The four processing areas in the facility are for wet product preparation for sauces, jellies, salsas and catering; dry product preparation for bakery items, dried herbs, teas, and trail mixes; a juicing and pasteurizing room, and a controlled-temperature room kept at 55 degrees. This chill room is perfect for bakers decorating cakes, chocolate work or washing and bagging fresh salad greens, according to Mary Lou Surgi, Executive Director of BRFV and a graduate of the A-B Tech Culinary Program.
Large equipment such as stoves, ovens, food processors, and dehydrators are available to clients who are expected to bring their own utensils, pots and pans and other preparation devices. Also provided are services for business and product development and marketing support for those using the facility.
A recent addition to the site is the juice and cider system funded by grants from the N.C. Agricultural Advancement Consortium and the Janirve Foundation. This should be a boost to apple farmers who had stopped pressing the fruit due to regulations. "They have not been able to make the cider because pasteurization is required," Surgi said. Starting next season, growers will be able to press, pasteurize, and bottle juice and cider.
Nearly 7,000 square feet is available for storage and clients are charged by the week or month to use it. The kitchen facilities are available on an hourly basis, currently anticipated to be at $20.

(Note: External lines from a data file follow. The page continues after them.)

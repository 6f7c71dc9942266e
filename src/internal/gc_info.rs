use std::any::{type_name, TypeId};

use crate::gc_info_table::{GCInfo, GCInfoTable};

use super::trace_trait::TraceTrait;

/// Index into the [GCInfoTable]. Index 0 is reserved for free headers.
#[derive(Clone, Copy, PartialEq, Eq, Hash, Debug)]
#[repr(transparent)]
pub struct GCInfoIndex(pub u16);

pub trait GCInfoTrait: TraceTrait + 'static {
    /// Returns the index of this type, registering it on first use.
    fn index() -> GCInfoIndex {
        GCInfoTable::global().add_gc_info_type_id(
            TypeId::of::<Self>(),
            GCInfo {
                trace: <Self as TraceTrait>::trace_,
                name: type_name::<Self>(),
            },
        )
    }
}

impl<T: TraceTrait + 'static> GCInfoTrait for T {}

Blue Ridge Food Ventures is a non-profit organization currently dependent on grants for renovation, equipment and overhead. "We hope after three years to be self-sufficient," said Surgi. "The grants are enabling us to get up and running and develop a good base of customers."
Blue Ridge Food Ventures, LLC is an initiative of AdvantageWest-North Carolina and the N.C. Department of Agriculture and Consumer Services.
Over $1 million in funding for the facility came from the Golden LEAF Foundation, the Z. Smith Reynolds Foundation, Progress Energy, Asheville Merchants Fund, N.C. Department of Justice, the Janirve Foundation, N.C. Farm Bureau Foundation & USDA, AdvantageWest, BB&T, N.C. Agricultural Advancement Consortium and the Appalachian Regional Commission.